Shiro-oni.
白鬼(Shiro-oni)
— White oni
Shiro-oni is the white oni of later moral iconography, a pale demon commonly used to symbolize self-absorption, complaint, and the chill of selfishness made visible.
§Appearance
Shiro-oni (白鬼) is the white-skinned demon of the color-class oni system, retaining horns, fangs, club, and tiger pelt while replacing the usual hot colors with a pale, almost corpse-like body. The white skin can make the figure feel mask-like or deathly. It is still an oni, but one whose menace comes less from heat or frenzy than from a drained, hard, unyielding presence.
§Interactions
Shiro-oni is encountered primarily as a symbolic figure. In grouped depictions of the five colored oni, it marks the faults of self-absorption, bitter complaint, vanity, or emotionally cold selfishness.

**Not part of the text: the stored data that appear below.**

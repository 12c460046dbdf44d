//! TaskStore port - タスクレコードの正本（source of truth）
//!
//! スキャナ・ワーカー・ユーザー向けの読み書きはすべてこの trait を経由します。
//! 実装はロック規律と deadline を自分で持ち、可変状態を外に出しません。

use async_trait::async_trait;
use chrono::{DateTime, Utc};

use crate::domain::{PageWindow, Task, TaskDraft, TaskId, TaskStatus, TaskdError, UserId};

/// TaskStore はタスクレコードの唯一のデータアクセス面
///
/// # 設計原則
/// - 読み取り (`find_*`) は共有ロック、書き込みは排他ロック
/// - すべての操作に deadline があり、超えたら `TaskdError::Timeout`
/// - 認可はここでは行わない（サービス層の責務）
#[async_trait]
pub trait TaskStore: Send + Sync {
    /// Insert a new record; the store assigns `id`, `created_at` and `updated_at`.
    async fn create(&self, draft: TaskDraft) -> Result<Task, TaskdError>;

    async fn find_by_id(&self, id: TaskId) -> Result<Task, TaskdError>;

    /// Records of one owner, newest first, plus the filtered total count.
    async fn find_by_owner(
        &self,
        owner: UserId,
        status: Option<TaskStatus>,
        window: PageWindow,
    ) -> Result<(Vec<Task>, u64), TaskdError>;

    /// Same as `find_by_owner` but across all owners.
    async fn find_all(
        &self,
        status: Option<TaskStatus>,
        window: PageWindow,
    ) -> Result<(Vec<Task>, u64), TaskdError>;

    /// Atomically set `status` and refresh `updated_at`.
    /// `NotFound` if the record is gone at the time of the update.
    async fn update_status(&self, id: TaskId, status: TaskStatus) -> Result<Task, TaskdError>;

    async fn delete(&self, id: TaskId) -> Result<(), TaskdError>;

    /// Open records created strictly before `older_than`, oldest first.
    async fn find_eligible(&self, older_than: DateTime<Utc>) -> Result<Vec<Task>, TaskdError>;
}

Because the vice assigned to it varies somewhat across modern explanations, the safest reading is broad: this is the oni of a heart turned inward, unable to join others in gratitude or generosity.
§Origin
Like the other colored oni, shiro-oni belongs to a later moralizing layer of demon iconography rather than the earliest strata of Japanese oni belief. Once the oni had become a familiar image in Buddhist and popular culture, color offered a ready-made way to classify human failings. The white form seems to have emerged from this didactic impulse, giving visible shape to cold egotism and sterile complaint.